Scientists at the Large Hadron Collider, the world's largest atom smasher, have found proof of the existence of the pentaquark, an elusive subatomic particle that was first proposed to exist more than 50 years ago.
"The pentaquark is not just any new particle," Guy Wilkinson, a spokesperson for the LHC experiment that discovered the pentaquark, said in a statement.
"It represents a way to aggregate quarks, namely the fundamental constituents of ordinary protons and neutrons, in a pattern that has never been observed before in over 50 years of experimental searches. Studying its properties may allow us to understand better how ordinary matter, the protons and neutrons from which we're all made, is constituted." [See Photos of the World's Largest Atom Smasher (Large Hadron Collider)]

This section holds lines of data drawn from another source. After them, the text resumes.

//! Derived views over a state snapshot.
//!
//! # Responsibility
//! - Filter, sort and order-merge entries for display.
//! - Compute facet values and the active-filter badge count.
//!
//! # Invariants
//! - Pure: inputs are borrowed and never mutated; results depend only on the
//!   arguments (and the injected RNG for shuffles).
//! - `sort_words` is stable in both directions.
//! - The order-merge returns every target item exactly once.

use crate::model::entry::VocabEntry;
use crate::model::filters::Filters;
use crate::model::view::{SortDirection, SortKey, SortState};
use crate::model::weight::ALL_WEIGHTS;
use crate::progress::ProgressLookup;
use rand::seq::SliceRandom;
use rand::Rng;
use std::cmp::Ordering;
use std::collections::{HashMap, HashSet};

/// Maximum number of tag values offered as facets.
pub const MAX_TAG_FACETS: usize = 150;

/// Everything the visible-list pipeline reads.
pub struct ViewSnapshot<'a, P: ProgressLookup + ?Sized> {
    pub words: &'a [VocabEntry],
    pub filters: &'a Filters,
    pub sort: SortState,
    pub order: &'a [String],
    pub progress: &'a P,
}

/// Entries that pass every active filter, in input order.
pub fn apply_filters<'a, P: ProgressLookup + ?Sized>(
    words: &'a [VocabEntry],
    filters: &Filters,
    progress: &P,
) -> Vec<&'a VocabEntry> {
    let needle = filters.search.trim().to_lowercase();
    let narrowed_weight = filters.weight.len() < ALL_WEIGHTS.len();
    let pos = lowered_set(&filters.pos);
    let cefr = lowered_set(&filters.cefr);
    let tags = lowered_set(&filters.tags);

    words
        .iter()
        .filter(|entry| !filters.starred || progress.star(&entry.term_key))
        .filter(|entry| {
            !narrowed_weight || filters.weight.contains(&progress.weight(&entry.term_key))
        })
        .filter(|entry| {
            needle.is_empty()
                || entry.word.to_lowercase().contains(&needle)
                || entry.definition.to_lowercase().contains(&needle)
        })
        .filter(|entry| facet_matches(&pos, &entry.pos))
        .filter(|entry| facet_matches(&cefr, &entry.cefr))
        .filter(|entry| {
            tags.is_empty() || entry.tag_list().iter().any(|tag| tags.contains(tag))
        })
        .collect()
}

fn lowered_set(values: &[String]) -> HashSet<String> {
    values.iter().map(|value| value.to_lowercase()).collect()
}

fn facet_matches(selected: &HashSet<String>, value: &str) -> bool {
    if selected.is_empty() {
        return true;
    }
    let value = value.trim();
    !value.is_empty() && selected.contains(&value.to_lowercase())
}

/// Stable sort by `sort`. `SortKey::Unsorted` leaves the input untouched.
pub fn sort_words<P: ProgressLookup + ?Sized>(
    words: &mut [&VocabEntry],
    sort: SortState,
    progress: &P,
) {
    if !sort.is_sorted() {
        return;
    }

    let compare = |left: &&VocabEntry, right: &&VocabEntry| -> Ordering {
        match sort.key {
            SortKey::Unsorted => Ordering::Equal,
            SortKey::Star => progress
                .star(&left.term_key)
                .cmp(&progress.star(&right.term_key)),
            SortKey::Weight => progress
                .weight(&left.term_key)
                .cmp(&progress.weight(&right.term_key)),
            SortKey::Word => folded_cmp(&left.word, &right.word),
            SortKey::Definition => folded_cmp(&left.definition, &right.definition),
            SortKey::Pos => folded_cmp(&left.pos, &right.pos),
            SortKey::Cefr => folded_cmp(&left.cefr, &right.cefr),
            SortKey::Tags => folded_cmp(&left.tags, &right.tags),
        }
    };

    match sort.dir {
        SortDirection::Asc => words.sort_by(compare),
        SortDirection::Desc => words.sort_by(|left, right| compare(right, left)),
    }
}

fn folded_cmp(left: &str, right: &str) -> Ordering {
    left.to_lowercase().cmp(&right.to_lowercase())
}

/// Uniform Fisher-Yates permutation of the entries' ids.
pub fn shuffled_ids<R: Rng + ?Sized>(words: &[&VocabEntry], rng: &mut R) -> Vec<String> {
    let mut ids: Vec<String> = words.iter().map(|entry| entry.id.clone()).collect();
    ids.shuffle(rng);
    ids
}

/// Reorders `items` so ids listed in `order` come first, in `order` order.
///
/// Ids in `order` missing from `items` and repeated ids are skipped; the rest
/// of `items` follows in its own order. When no id of `order` is present the
/// items are returned unchanged.
pub fn merge_order_by<T, F>(order: &[String], items: Vec<T>, id_of: F) -> Vec<T>
where
    F: Fn(&T) -> &str,
{
    if order.is_empty() || items.is_empty() {
        return items;
    }

    let mut slots: Vec<Option<T>> = items.into_iter().map(Some).collect();
    let positions: HashMap<String, usize> = slots
        .iter()
        .enumerate()
        .filter_map(|(index, slot)| slot.as_ref().map(|item| (id_of(item).to_string(), index)))
        .collect();

    let mut merged = Vec::with_capacity(slots.len());
    for id in order {
        if let Some(&index) = positions.get(id.as_str()) {
            if let Some(item) = slots[index].take() {
                merged.push(item);
            }
        }
    }
    merged.extend(slots.into_iter().flatten());
    merged
}

/// Id-only form of [`merge_order_by`].
pub fn merge_order(order: &[String], target: &[String]) -> Vec<String> {
    merge_order_by(order, target.to_vec(), |id| id.as_str())
}

/// Filter, then sort, then apply the shuffle order.
pub fn visible_words<'a, P: ProgressLookup + ?Sized>(
    snapshot: &ViewSnapshot<'a, P>,
) -> Vec<&'a VocabEntry> {
    let mut words = apply_filters(snapshot.words, snapshot.filters, snapshot.progress);
    sort_words(&mut words, snapshot.sort, snapshot.progress);
    merge_order_by(snapshot.order, words, |entry| entry.id.as_str())
}

/// Values offered by the facet pickers.
#[derive(Debug, Clone, Default, PartialEq, Eq)]
pub struct FacetValues {
    pub pos: Vec<String>,
    pub cefr: Vec<String>,
    /// Most frequent first; ties keep first appearance.
    pub tags: Vec<String>,
}

pub fn facet_values(words: &[VocabEntry]) -> FacetValues {
    let mut counts: Vec<(String, usize)> = Vec::new();
    let mut index: HashMap<String, usize> = HashMap::new();
    for tag in words.iter().flat_map(VocabEntry::tag_list) {
        match index.get(&tag) {
            Some(&slot) => counts[slot].1 += 1,
            None => {
                index.insert(tag.clone(), counts.len());
                counts.push((tag, 1));
            }
        }
    }
    counts.sort_by(|left, right| right.1.cmp(&left.1));

    FacetValues {
        pos: distinct_sorted(words.iter().map(|entry| entry.pos.as_str())),
        cefr: distinct_sorted(words.iter().map(|entry| entry.cefr.as_str())),
        tags: counts
            .into_iter()
            .take(MAX_TAG_FACETS)
            .map(|(tag, _)| tag)
            .collect(),
    }
}

fn distinct_sorted<'a>(values: impl Iterator<Item = &'a str>) -> Vec<String> {
    let mut distinct: Vec<String> = values
        .map(str::trim)
        .filter(|value| !value.is_empty())
        .map(str::to_string)
        .collect::<HashSet<_>>()
        .into_iter()
        .collect();
    distinct.sort();
    distinct
}

/// Badge count: starred, a narrowed weight set, and each selected facet value.
pub fn active_filter_count(filters: &Filters) -> usize {
    usize::from(filters.starred)
        + usize::from(filters.weight.len() < ALL_WEIGHTS.len())
        + filters.pos.len()
        + filters.cefr.len()
        + filters.tags.len()
}

#[cfg(test)]
mod tests {
    use super::*;
    use crate::progress::ProgressSnapshot;
    use rand::rngs::StdRng;
    use rand::SeedableRng;

    fn entry(word: &str, definition: &str, pos: &str, tags: &str) -> VocabEntry {
        VocabEntry::new(word, definition, pos, "A1", tags)
    }

    fn ids(words: &[&VocabEntry]) -> Vec<String> {
        words.iter().map(|entry| entry.id.clone()).collect()
    }

    #[test]
    fn search_matches_word_or_definition() {
        let words = vec![
            entry("hola", "hello", "int", ""),
            entry("adios", "bye", "int", ""),
        ];
        let filters = Filters {
            search: " ad ".into(),
            ..Filters::default()
        };
        let matched = apply_filters(&words, &filters, &ProgressSnapshot::new());
        assert_eq!(matched.len(), 1);
        assert_eq!(matched[0].word, "adios");
    }

    #[test]
    fn facets_require_a_value() {
        let words = vec![
            entry("comer", "to eat", "verb", "food, daily"),
            entry("casa", "house", "", "home"),
        ];
        let filters = Filters {
            pos: vec!["VERB".into()],
            ..Filters::default()
        };
        let progress = ProgressSnapshot::new();
        assert_eq!(apply_filters(&words, &filters, &progress).len(), 1);

        let by_tag = Filters {
            tags: vec!["Daily".into()],
            ..Filters::default()
        };
        let matched = apply_filters(&words, &by_tag, &progress);
        assert_eq!(matched.len(), 1);
        assert_eq!(matched[0].word, "comer");
    }

    #[test]
    fn starred_and_weight_read_progress() {
        let words = vec![entry("a", "1", "n", ""), entry("b", "2", "n", "")];
        let progress = ProgressSnapshot::new()
            .with_star("a|n", true)
            .with_weight("b|n", 5);

        let starred = Filters {
            starred: true,
            ..Filters::default()
        };
        assert_eq!(apply_filters(&words, &starred, &progress)[0].word, "a");

        let heavy = Filters {
            weight: vec![5],
            ..Filters::default()
        };
        assert_eq!(apply_filters(&words, &heavy, &progress)[0].word, "b");
    }

    #[test]
    fn sort_is_stable_in_both_directions() {
        let words = vec![
            entry("b", "x", "n", ""),
            entry("a", "y", "n", ""),
            entry("B", "z", "n", ""),
        ];
        let progress = ProgressSnapshot::new();

        let mut asc: Vec<&VocabEntry> = words.iter().collect();
        sort_words(
            &mut asc,
            SortState::new(SortKey::Word, SortDirection::Asc),
            &progress,
        );
        let asc_defs: Vec<&str> = asc.iter().map(|e| e.definition.as_str()).collect();
        assert_eq!(asc_defs, ["y", "x", "z"]);

        let mut desc: Vec<&VocabEntry> = words.iter().collect();
        sort_words(
            &mut desc,
            SortState::new(SortKey::Word, SortDirection::Desc),
            &progress,
        );
        let desc_defs: Vec<&str> = desc.iter().map(|e| e.definition.as_str()).collect();
        assert_eq!(desc_defs, ["x", "z", "y"]);
    }

    #[test]
    fn unsorted_key_keeps_input() {
        let words = vec![entry("b", "1", "n", ""), entry("a", "2", "n", "")];
        let mut view: Vec<&VocabEntry> = words.iter().collect();
        sort_words(
            &mut view,
            SortState::new(SortKey::Unsorted, SortDirection::Desc),
            &ProgressSnapshot::new(),
        );
        assert_eq!(ids(&view), ids(&words.iter().collect::<Vec<_>>()));
    }

    #[test]
    fn merge_puts_known_order_first() {
        let order = vec!["b".to_string(), "a".to_string()];
        let target = vec!["a".to_string(), "c".to_string(), "b".to_string()];
        assert_eq!(merge_order(&order, &target), ["b", "a", "c"]);
    }

    #[test]
    fn merge_skips_stale_and_repeated_ids() {
        let order = vec!["x".to_string(), "c".to_string(), "c".to_string()];
        let target = vec!["a".to_string(), "c".to_string()];
        assert_eq!(merge_order(&order, &target), ["c", "a"]);

        let stale = vec!["x".to_string()];
        assert_eq!(merge_order(&stale, &target), target);
    }

    #[test]
    fn shuffle_is_a_permutation() {
        let words: Vec<VocabEntry> = (0..5)
            .map(|n| entry(&format!("w{n}"), "d", "n", ""))
            .collect();
        let refs: Vec<&VocabEntry> = words.iter().collect();
        let mut expected = ids(&refs);
        expected.sort();

        let mut rng = StdRng::seed_from_u64(7);
        let mut seen = HashSet::new();
        for _ in 0..20 {
            let mut shuffled = shuffled_ids(&refs, &mut rng);
            seen.insert(shuffled.clone());
            shuffled.sort();
            assert_eq!(shuffled, expected);
        }
        assert!(seen.len() > 1);
    }

    #[test]
    fn facet_values_rank_tags_by_frequency() {
        let words = vec![
            entry("a", "1", "verb", "food|daily"),
            entry("b", "2", "noun", "daily"),
            entry("c", "3", "verb", "travel"),
        ];
        let facets = facet_values(&words);
        assert_eq!(facets.pos, ["noun", "verb"]);
        assert_eq!(facets.cefr, ["A1"]);
        assert_eq!(facets.tags, ["daily", "food", "travel"]);
    }

    #[test]
    fn active_count_ignores_search() {
        let filters = Filters {
            starred: true,
            weight: vec![4, 5],
            search: "hola".into(),
            pos: vec!["verb".into()],
            cefr: vec![],
            tags: vec!["food".into(), "daily".into()],
        };
        assert_eq!(active_filter_count(&filters), 5);
        assert_eq!(active_filter_count(&Filters::default()), 0);
    }
}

The new discovery validates a long-held notion about the nature of matter. In 1964, physicist Murray Gell-Mann proposed that a group of particles known as baryons, which include protons and neutrons, are actually made up of three even tinier charged subatomic particles known as quarks. Meanwhile, the theory went, another group of particles called mesons were composed of quarks and their antimatter partners, antiquarks.
The theory was soon validated by experimental results, and Gell-Mann's work won the Nobel Prize in physics in 1969. But crunching the numbers in Gell-Mann's theory also led to the conclusion that other, more exotic particles could exist, such as the pentaquark: a group of four quarks and an antiquark. Over the past several decades, people have seen hints of pentaquarks in experimental data, but those all turned out to be false leads.
In the current study, Wilkinson and his colleagues examined the decay of particles after collisions in the Large Hadron Collider (LHC), a 17-mile-long (27 kilometers) underground ring beneath Geneva, Switzerland. The team studied how a particular baryon known as lambda B decayed into three other particles: a proton, a particle known as J-psi and a charged kaon.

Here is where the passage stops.